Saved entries
· · · ·

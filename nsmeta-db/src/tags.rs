//! Tag copy-on-write semantics (spec §4.1 "Tags").
//!
//! A tag name inside a directory points at a `t_tags_inodes` row (the tag's
//! value blob). New subdirectories inherit their parent's tags by pointing at
//! the *same* `t_tags_inodes` row (`isorign = 0`, "inherited"); the directory
//! that first created the tag keeps `isorign = 1` ("origin"). Writing to an
//! inherited tag forks: a fresh `t_tags_inodes` row is allocated for that
//! directory alone, and every other directory's `t_tags` entry keeps pointing
//! at the original — bunching of writers is undone lazily, on first write.

use sqlx::{PgExecutor, Row};
use time::OffsetDateTime;

use nsmeta_core::{InodeId, NamespaceError, Result, TagValue};

/// Copies every tag of `parent` onto `child` as inherited links (spec
/// §4.1 "mkdirWithTagsAndAcl" / plain `mkdir` inheritance rule).
pub async fn inherit_tags<'e, E>(exec: E, parent: InodeId, child: InodeId) -> Result<()>
where
    E: PgExecutor<'e> + Clone,
{
    let rows = sqlx::query("select itagname, itagid from t_tags where ipnfsid = $1")
        .bind(parent.as_str())
        .fetch_all(exec.clone())
        .await
        .map_err(NamespaceError::from_db_error)?;

    for row in rows {
        let name: String = row.get("itagname");
        let tag_id: String = row.get("itagid");
        sqlx::query(
            "insert into t_tags (ipnfsid, itagname, itagid, isorign) values ($1, $2, $3, 0)",
        )
        .bind(child.as_str())
        .bind(&name)
        .bind(&tag_id)
        .execute(exec.clone())
        .await
        .map_err(NamespaceError::from_db_error)?;
    }
    Ok(())
}

/// Reads the value of a tag visible at `dir`, or `None` if no such tag name
/// is linked there.
pub async fn get_tag<'e, E>(exec: E, dir: InodeId, name: &str) -> Result<Option<TagValue>>
where
    E: PgExecutor<'e>,
{
    let row = sqlx::query(
        "select ti.itagid, ti.imode, ti.iuid, ti.igid, ti.isize, ti.iatime, ti.ictime, \
         ti.imtime, ti.ivalue \
         from t_tags t join t_tags_inodes ti on ti.itagid = t.itagid \
         where t.ipnfsid = $1 and t.itagname = $2",
    )
    .bind(dir.as_str())
    .bind(name)
    .fetch_optional(exec)
    .await
    .map_err(NamespaceError::from_db_error)?;

    Ok(row.map(|row| TagValue {
        tag_id: row.get("itagid"),
        mode: row.get::<i32, _>("imode") as u32,
        uid: row.get::<i32, _>("iuid") as u32,
        gid: row.get::<i32, _>("igid") as u32,
        size: row.get::<i64, _>("isize") as u64,
        atime: row.get("iatime"),
        ctime: row.get("ictime"),
        mtime: row.get("imtime"),
        value: row.get("ivalue"),
    }))
}

/// Lists every tag name visible at `dir`.
pub async fn list_tags<'e, E>(exec: E, dir: InodeId) -> Result<Vec<String>>
where
    E: PgExecutor<'e>,
{
    let rows = sqlx::query("select itagname from t_tags where ipnfsid = $1 order by itagname")
        .bind(dir.as_str())
        .fetch_all(exec)
        .await
        .map_err(NamespaceError::from_db_error)?;
    Ok(rows.into_iter().map(|r| r.get("itagname")).collect())
}

/// `setTag`: writes `value` to the tag `name` on `dir`, creating it (as an
/// origin tag) if absent. If the tag is linked at `dir` as inherited
/// (`isorign = 0`), this forks a private, origin copy for `dir` rather than
/// mutating the shared blob, even if `dir` is the only directory left
/// pointing at it — the copy-on-write step described in spec §4.1.
pub async fn set_tag<'e, E>(
    exec: E,
    dir: InodeId,
    name: &str,
    uid: u32,
    gid: u32,
    mode: u32,
    value: &[u8],
) -> Result<()>
where
    E: PgExecutor<'e> + Clone,
{
    let now = OffsetDateTime::now_utc();
    let existing = sqlx::query(
        "select itagid, isorign from t_tags where ipnfsid = $1 and itagname = $2",
    )
    .bind(dir.as_str())
    .bind(name)
    .fetch_optional(exec.clone())
    .await
    .map_err(NamespaceError::from_db_error)?;

    let existing_tag_id: Option<String> = existing.as_ref().map(|r| r.get("itagid"));
    let owned = existing
        .as_ref()
        .map(|r| r.get::<i16, _>("isorign") != 0)
        .unwrap_or(false);

    if let Some(tag_id) = existing_tag_id.filter(|_| owned) {
        sqlx::query(
            "update t_tags_inodes set ivalue = $1, isize = $2, imtime = $3, ictime = $3 \
             where itagid = $4",
        )
        .bind(value)
        .bind(value.len() as i64)
        .bind(now)
        .bind(&tag_id)
        .execute(exec)
        .await
        .map_err(NamespaceError::from_db_error)?;
        return Ok(());
    }

    let new_tag_id = InodeId::generate().as_str().to_string();
    sqlx::query(
        "insert into t_tags_inodes \
         (itagid, imode, inlink, iuid, igid, isize, iatime, ictime, imtime, ivalue) \
         values ($1, $2, 1, $3, $4, $5, $6, $6, $6, $7)",
    )
    .bind(&new_tag_id)
    .bind(mode as i32)
    .bind(uid as i32)
    .bind(gid as i32)
    .bind(value.len() as i64)
    .bind(now)
    .bind(value)
    .execute(exec.clone())
    .await
    .map_err(NamespaceError::from_db_error)?;

    sqlx::query(
        "insert into t_tags (ipnfsid, itagname, itagid, isorign) values ($1, $2, $3, 1) \
         on conflict (ipnfsid, itagname) do update set itagid = excluded.itagid, isorign = 1",
    )
    .bind(dir.as_str())
    .bind(name)
    .bind(&new_tag_id)
    .execute(exec.clone())
    .await
    .map_err(NamespaceError::from_db_error)?;

    if let Some(old_tag_id) = existing_tag_id {
        sweep_tag(exec, &old_tag_id).await?;
    }

    Ok(())
}

/// Unlinks the tag `name` from `dir` and sweeps the backing
/// `t_tags_inodes` row if no directory references it any more.
pub async fn remove_tag<'e, E>(exec: E, dir: InodeId, name: &str) -> Result<()>
where
    E: PgExecutor<'e> + Clone,
{
    let row = sqlx::query("select itagid from t_tags where ipnfsid = $1 and itagname = $2")
        .bind(dir.as_str())
        .bind(name)
        .fetch_optional(exec.clone())
        .await
        .map_err(NamespaceError::from_db_error)?;

    let tag_id: String = match row {
        Some(row) => row.get("itagid"),
        None => return Err(NamespaceError::NotFound),
    };

    sqlx::query("delete from t_tags where ipnfsid = $1 and itagname = $2")
        .bind(dir.as_str())
        .bind(name)
        .execute(exec.clone())
        .await
        .map_err(NamespaceError::from_db_error)?;

    sweep_tag(exec, &tag_id).await
}

/// Removes every tag link owned by `inode` (called when `inode` itself is
/// removed — directories carry their own `t_tags` rows).
pub async fn remove_all_tags<'e, E>(exec: E, inode: InodeId) -> Result<()>
where
    E: PgExecutor<'e> + Clone,
{
    let tag_ids: Vec<String> = sqlx::query("select itagid from t_tags where ipnfsid = $1")
        .bind(inode.as_str())
        .fetch_all(exec.clone())
        .await
        .map_err(NamespaceError::from_db_error)?
        .into_iter()
        .map(|r| r.get("itagid"))
        .collect();

    sqlx::query("delete from t_tags where ipnfsid = $1")
        .bind(inode.as_str())
        .execute(exec.clone())
        .await
        .map_err(NamespaceError::from_db_error)?;

    for tag_id in tag_ids {
        sweep_tag(exec.clone(), &tag_id).await?;
    }
    Ok(())
}

async fn sweep_tag<'e, E>(exec: E, tag_id: &str) -> Result<()>
where
    E: PgExecutor<'e> + Clone,
{
    let remaining: i64 = sqlx::query("select count(*) as n from t_tags where itagid = $1")
        .bind(tag_id)
        .fetch_one(exec.clone())
        .await
        .map_err(NamespaceError::from_db_error)?
        .get("n");

    if remaining == 0 {
        sqlx::query("delete from t_tags_inodes where itagid = $1")
            .bind(tag_id)
            .execute(exec)
            .await
            .map_err(NamespaceError::from_db_error)?;
    }
    Ok(())
}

· · · ·

## WHAT YOU HAVE TO DO
What are the lines of the data above that include the string "spec"? Copy them.

## OUTPUT FOR THIS EXERCISE
//! Tag copy-on-write semantics (spec §4.1 "Tags").
/// Copies every tag of `parent` onto `child` as inherited links (spec
/// pointing at it — the copy-on-write step described in spec §4.1.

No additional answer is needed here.